Exercise instructions
Begin at the first line of the records below and, please, give each line again exactly until the line with "use uuid::Uuid;" is included.

---

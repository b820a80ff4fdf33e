//! Fact types — the unit of content on the wall.
//!
//! A fact is a short anonymous text submitted by a browser session. Its text
//! never changes after submission; only the vote counters move, and an admin
//! may reassign the owning session.

use std::fmt;

use chrono::{DateTime, Utc};
use serde::{Deserialize, Serialize};
use uuid::Uuid;

use crate::{Result, validate, vote::VoteType};

// ─── Session identity ────────────────────────────────────────────────────────

/// An anonymous, cookie-carried browser identity.
///
/// Sessions are never stored as their own rows; the identifier only appears
/// as a foreign-key value on facts and votes.
#[derive(Debug, Clone, PartialEq, Eq, Hash, Serialize, Deserialize)]
#[serde(transparent)]
pub struct SessionId(String);

impl SessionId {
  /// Mint a fresh identifier from a random (v4) UUID.
  pub fn generate() -> Self { Self(Uuid::new_v4().to_string()) }

  pub fn as_str(&self) -> &str { &self.0 }

  pub fn into_inner(self) -> String { self.0 }
}

impl From<String> for SessionId {
  fn from(s: String) -> Self { Self(s) }
}

impl From<&str> for SessionId {
  fn from(s: &str) -> Self { Self(s.to_owned()) }
}

impl fmt::Display for SessionId {
  fn fmt(&self, f: &mut fmt::Formatter<'_>) -> fmt::Result {
    f.write_str(&self.0)
  }
}

// ─── Facts ───────────────────────────────────────────────────────────────────

/// A persisted fact.
///
/// `created_at` is serialised as milliseconds since the Unix epoch, which is
/// also how the store keeps it.
#[derive(Debug, Clone, PartialEq, Eq, Serialize, Deserialize)]
pub struct Fact {
  pub id:                 Uuid,
  pub content:            String,
  pub author_name:        String,
  pub created_by_session: SessionId,
  #[serde(with = "chrono::serde::ts_milliseconds")]
  pub created_at:         DateTime<Utc>,
  pub upvotes:            u32,
  pub downvotes:          u32,
}

impl Fact {
  /// Upvotes minus downvotes.
  pub fn score(&self) -> i64 { i64::from(self.upvotes) - i64::from(self.downvotes) }

  pub fn is_owned_by(&self, session: &SessionId) -> bool {
    &self.created_by_session == session
  }
}

/// A fact as seen by one viewer: the stored fact plus that viewer's own vote.
#[derive(Debug, Clone, PartialEq, Eq, Serialize, Deserialize)]
pub struct FactView {
  #[serde(flatten)]
  pub fact:      Fact,
  pub user_vote: Option<VoteType>,
}

/// Input for [`FactStore::create`](crate::store::FactStore::create).
#[derive(Debug, Clone)]
pub struct NewFact {
  pub content:     String,
  pub author_name: String,
  pub session:     SessionId,
}

impl NewFact {
  /// Normalise and validate raw user input.
  ///
  /// Content is checked before the author name; the first failing rule is
  /// returned.
  pub fn new(content: &str, author_name: &str, session: SessionId) -> Result<Self> {
    let content     = validate::check_content(content)?;
    let author_name = validate::check_name(author_name)?;
    Ok(Self { content, author_name, session })
  }
}

#[cfg(test)]
mod tests {
  use chrono::TimeZone;

  use super::*;
  use crate::{Error, validate::Rejection};

  fn sample() -> Fact {
    Fact {
      id:                 Uuid::nil(),
      content:            "Octopuses have three hearts.".into(),
      author_name:        "Alice".into(),
      created_by_session: SessionId::from("s-1"),
      created_at:         Utc.timestamp_millis_opt(1_700_000_000_123).unwrap(),
      upvotes:            4,
      downvotes:          6,
    }
  }

  #[test]
  fn score_can_go_negative() {
    assert_eq!(sample().score(), -2);
  }

  #[test]
  fn view_serialises_flat_with_millisecond_timestamp() {
    let view = FactView { fact: sample(), user_vote: Some(VoteType::Down) };
    let json = serde_json::to_value(&view).unwrap();
    assert_eq!(json["created_at"], 1_700_000_000_123_i64);
    assert_eq!(json["created_by_session"], "s-1");
    assert_eq!(json["user_vote"], "down");
    assert_eq!(json["upvotes"], 4);
  }

  #[test]
  fn missing_vote_serialises_as_null() {
    let view = FactView { fact: sample(), user_vote: None };
    let json = serde_json::to_value(&view).unwrap();
    assert!(json["user_vote"].is_null());
  }

  #[test]
  fn new_fact_normalises_both_fields() {
    let input = NewFact::new("  Honey   never\tspoils.  ", " Bob  Smith ", "s".into()).unwrap();
    assert_eq!(input.content, "Honey never spoils.");
    assert_eq!(input.author_name, "Bob Smith");
  }

  #[test]
  fn new_fact_reports_content_before_name() {
    let err = NewFact::new("short", "x", "s".into()).unwrap_err();
    assert!(matches!(err, Error::Invalid(Rejection::ContentTooShort)));
  }

  #[test]
  fn generated_sessions_are_distinct() {
    assert_ne!(SessionId::generate(), SessionId::generate());
  }
}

---

Answer box
repository b820a80ff4fdf33e
//! Fact types — the unit of content on the wall.
//!
//! A fact is a short anonymous text submitted by a browser session. Its text
//! never changes after submission; only the vote counters move, and an admin
//! may reassign the owning session.

use std::fmt;

use chrono::{DateTime, Utc};
use serde::{Deserialize, Serialize};
use uuid::Uuid;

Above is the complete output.